=== Task objective ===
Look through the entries below and show every line containing the word "Clone".

=== Material supplied ===
//! Keyword taxonomy — the fixed skill categories, target roles, and the keyword
//! lists each category is scored against.
//!
//! Built once at startup via `Taxonomy::standard()` and shared read-only as
//! `Arc<Taxonomy>`. There is no mutation path after construction.

use std::collections::HashMap;

use serde::{Deserialize, Serialize};

// ────────────────────────────────────────────────────────────────────────────
// Categories, roles, levels
// ────────────────────────────────────────────────────────────────────────────

/// One of the five skill dimensions a resume is evaluated on.
#[derive(Debug, Clone, Copy, PartialEq, Eq, Hash, Serialize, Deserialize)]
pub enum Category {
    #[serde(rename = "DSA")]
    Dsa,
    #[serde(rename = "System Design")]
    SystemDesign,
    #[serde(rename = "Core Programming")]
    CoreProgramming,
    #[serde(rename = "Role Stack")]
    RoleStack,
    #[serde(rename = "Projects / Experience")]
    ProjectsExperience,
}

impl Category {
    /// Evaluation order. Reports always list categories in this order.
    pub const ALL: [Category; 5] = [
        Category::Dsa,
        Category::SystemDesign,
        Category::CoreProgramming,
        Category::RoleStack,
        Category::ProjectsExperience,
    ];

    pub fn label(self) -> &'static str {
        match self {
            Category::Dsa => "DSA",
            Category::SystemDesign => "System Design",
            Category::CoreProgramming => "Core Programming",
            Category::RoleStack => "Role Stack",
            Category::ProjectsExperience => "Projects / Experience",
        }
    }
}

/// Target role. Selects which keyword list backs the Role Stack category.
#[derive(Debug, Clone, Copy, PartialEq, Eq, Hash, Serialize, Deserialize)]
pub enum Role {
    #[serde(rename = "Backend Engineer")]
    Backend,
    #[serde(rename = "Full Stack Engineer")]
    FullStack,
    #[serde(rename = "Data Engineer")]
    DataEngineer,
}

impl Role {
    pub const ALL: [Role; 3] = [Role::Backend, Role::FullStack, Role::DataEngineer];

    pub fn label(self) -> &'static str {
        match self {
            Role::Backend => "Backend Engineer",
            Role::FullStack => "Full Stack Engineer",
            Role::DataEngineer => "Data Engineer",
        }
    }

    /// Exact match against the display label. Returns `None` for anything else.
    pub fn from_label(label: &str) -> Option<Role> {
        Role::ALL.into_iter().find(|r| r.label() == label)
    }

    /// Like `from_label`, but unknown labels resolve to Backend Engineer.
    pub fn resolve(label: &str) -> Role {
        Role::from_label(label).unwrap_or(Role::Backend)
    }
}

/// Keyword-density level for a category.
#[derive(Debug, Clone, Copy, PartialEq, Eq, Serialize, Deserialize)]
pub enum Level {
    High,
    Medium,
    Low,
}

// ────────────────────────────────────────────────────────────────────────────
// Keyword lists
// ────────────────────────────────────────────────────────────────────────────

const DSA_KEYWORDS: &[&str] = &[
    "data structures", "algorithms", "dsa", "arrays", "linked list", "tree", "graph",
    "dynamic programming", "dp", "recursion", "sorting", "searching", "hash", "heap",
    "stack", "queue", "binary search", "bfs", "dfs", "leetcode", "hackerrank",
    "competitive programming",
];

const SYSTEM_DESIGN_KEYWORDS: &[&str] = &[
    "system design", "scalability", "distributed", "microservices", "api design",
    "load balancing", "caching", "database design", "rest", "messaging", "queue",
    "cap theorem", "consistency", "availability", "latency", "throughput", "cdns",
    "sharding", "replication", "design patterns", "high level design", "hld", "lld",
];

const CORE_PROGRAMMING_KEYWORDS: &[&str] = &[
    "python", "java", "javascript", "typescript", "go", "golang", "c++", "c#", "rust",
    "oop", "object oriented", "multithreading", "concurrency", "async", "memory management",
    "git", "debugging", "testing", "unit test", "code review", "clean code", "refactoring",
];

const PROJECTS_KEYWORDS: &[&str] = &[
    "project", "experience", "built", "developed", "implemented", "deployed",
    "years", "internship", "work experience", "portfolio", "github", "contributed",
    "led", "designed", "architected", "launched", "production", "real-world",
];

const BACKEND_STACK: &[&str] = &[
    "backend", "server", "node", "express", "django", "flask", "spring", "fastapi",
    "sql", "database", "postgres", "mysql", "mongodb", "redis", "elasticsearch",
    "aws", "docker", "kubernetes", "ci/cd", "rest api", "graphql", "grpc",
    "authentication", "authorization", "jwt", "oauth", "message queue", "kafka", "rabbitmq",
];

const FULL_STACK_STACK: &[&str] = &[
    "frontend", "backend", "react", "vue", "angular", "next.js", "html", "css", "javascript",
    "node", "express", "full stack", "fullstack", "rest api", "database", "sql",
    "redux", "state management", "responsive", "ui", "ux", "typescript", "spa",
    "aws", "deployment", "docker", "vercel", "netlify",
];

const DATA_ENGINEER_STACK: &[&str] = &[
    "etl", "data pipeline", "spark", "airflow", "sql", "python", "data warehouse",
    "snowflake", "bigquery", "redshift", "kafka", "hadoop", "hive", "presto",
    "data modeling", "dimensional", "batch", "streaming", "dbt", "databricks",
    "data quality", "metadata", "data lake", "elt",
];

// ────────────────────────────────────────────────────────────────────────────
// Taxonomy
// ────────────────────────────────────────────────────────────────────────────

/// Immutable keyword configuration shared by every scoring call.
#[derive(Debug, Clone)]
pub struct Taxonomy {
    shared: HashMap<Category, Vec<String>>,
    role_stacks: HashMap<Role, Vec<String>>,
    expected: HashMap<Category, Level>,
}

/// Keyword lists for one role: four shared lists plus that role's stack list.
#[derive(Debug, Clone, Copy)]
pub struct Framework<'a> {
    taxonomy: &'a Taxonomy,
    role: Role,
}

impl Taxonomy {
    /// The built-in taxonomy. Every category expects a High level.
    pub fn standard() -> Self {
        let to_owned = |list: &[&str]| list.iter().map(|k| k.to_lowercase()).collect::<Vec<_>>();

        let shared = HashMap::from([
            (Category::Dsa, to_owned(DSA_KEYWORDS)),
            (Category::SystemDesign, to_owned(SYSTEM_DESIGN_KEYWORDS)),
            (Category::CoreProgramming, to_owned(CORE_PROGRAMMING_KEYWORDS)),
            (Category::ProjectsExperience, to_owned(PROJECTS_KEYWORDS)),
        ]);
        let role_stacks = HashMap::from([
            (Role::Backend, to_owned(BACKEND_STACK)),
            (Role::FullStack, to_owned(FULL_STACK_STACK)),
            (Role::DataEngineer, to_owned(DATA_ENGINEER_STACK)),
        ]);
        let expected = Category::ALL.iter().map(|&c| (c, Level::High)).collect();

        Self {
            shared,
            role_stacks,
            expected,
        }
    }

    /// Framework for a role label; unrecognized labels get the Backend stack.
    pub fn framework(&self, role: &str) -> Framework<'_> {
        self.framework_for(Role::resolve(role))
    }

    pub fn framework_for(&self, role: Role) -> Framework<'_> {
        Framework {
            taxonomy: self,
            role,
        }
    }

    pub fn expected_level(&self, category: Category) -> Level {
        self.expected.get(&category).copied().unwrap_or(Level::High)
    }
}

impl<'a> Framework<'a> {
    /// Keywords for a category. Empty if the category has nothing configured.
    pub fn keywords(&self, category: Category) -> &'a [String] {
        let list = match category {
            Category::RoleStack => self.taxonomy.role_stacks.get(&self.role),
            other => self.taxonomy.shared.get(&other),
        };
        list.map(Vec::as_slice).unwrap_or(&[])
    }

    pub fn expected_level(&self, category: Category) -> Level {
        self.taxonomy.expected_level(category)
    }
}

#[cfg(test)]
mod tests {
    use super::*;

    #[test]
    fn test_category_order_is_fixed() {
        let labels: Vec<_> = Category::ALL.iter().map(|c| c.label()).collect();
        assert_eq!(
            labels,
            vec![
                "DSA",
                "System Design",
                "Core Programming",
                "Role Stack",
                "Projects / Experience"
            ]
        );
    }

    #[test]
    fn test_role_resolution() {
        assert_eq!(Role::from_label("Data Engineer"), Some(Role::DataEngineer));
        assert_eq!(Role::from_label("data engineer"), None);
        assert_eq!(Role::resolve("Astronaut"), Role::Backend);
    }

    #[test]
    fn test_only_role_stack_varies_by_role() {
        let taxonomy = Taxonomy::standard();
        let backend = taxonomy.framework_for(Role::Backend);

        for role in Role::ALL {
            let framework = taxonomy.framework_for(role);
            for category in Category::ALL {
                if category == Category::RoleStack {
                    continue;
                }
                assert_eq!(framework.keywords(category), backend.keywords(category));
            }
        }

        let full_stack = taxonomy.framework_for(Role::FullStack);
        let data = taxonomy.framework_for(Role::DataEngineer);
        assert_ne!(
            backend.keywords(Category::RoleStack),
            full_stack.keywords(Category::RoleStack)
        );
        assert_ne!(
            backend.keywords(Category::RoleStack),
            data.keywords(Category::RoleStack)
        );
    }

    #[test]
    fn test_unknown_role_uses_backend_stack() {
        let taxonomy = Taxonomy::standard();
        let fallback = taxonomy.framework("Chief Vibes Officer");
        assert_eq!(
            fallback.keywords(Category::RoleStack),
            taxonomy.framework_for(Role::Backend).keywords(Category::RoleStack)
        );
    }

    #[test]
    fn test_list_sizes() {
        let taxonomy = Taxonomy::standard();
        let fw = taxonomy.framework_for(Role::Backend);
        assert_eq!(fw.keywords(Category::Dsa).len(), 22);
        assert_eq!(fw.keywords(Category::SystemDesign).len(), 23);
        assert_eq!(fw.keywords(Category::CoreProgramming).len(), 22);
        assert_eq!(fw.keywords(Category::ProjectsExperience).len(), 18);
        assert_eq!(fw.keywords(Category::RoleStack).len(), 29);
        assert_eq!(
            taxonomy.framework_for(Role::FullStack).keywords(Category::RoleStack).len(),
            28
        );
        assert_eq!(
            taxonomy.framework_for(Role::DataEngineer).keywords(Category::RoleStack).len(),
            24
        );
    }

    #[test]
    fn test_every_category_expects_high() {
        let taxonomy = Taxonomy::standard();
        for category in Category::ALL {
            assert_eq!(taxonomy.expected_level(category), Level::High);
        }
    }
}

=== Completed exercise ===
#[derive(Debug, Clone, Copy, PartialEq, Eq, Hash, Serialize, Deserialize)]
#[derive(Debug, Clone, Copy, PartialEq, Eq, Hash, Serialize, Deserialize)]
#[derive(Debug, Clone, Copy, PartialEq, Eq, Serialize, Deserialize)]
#[derive(Debug, Clone)]
#[derive(Debug, Clone, Copy)]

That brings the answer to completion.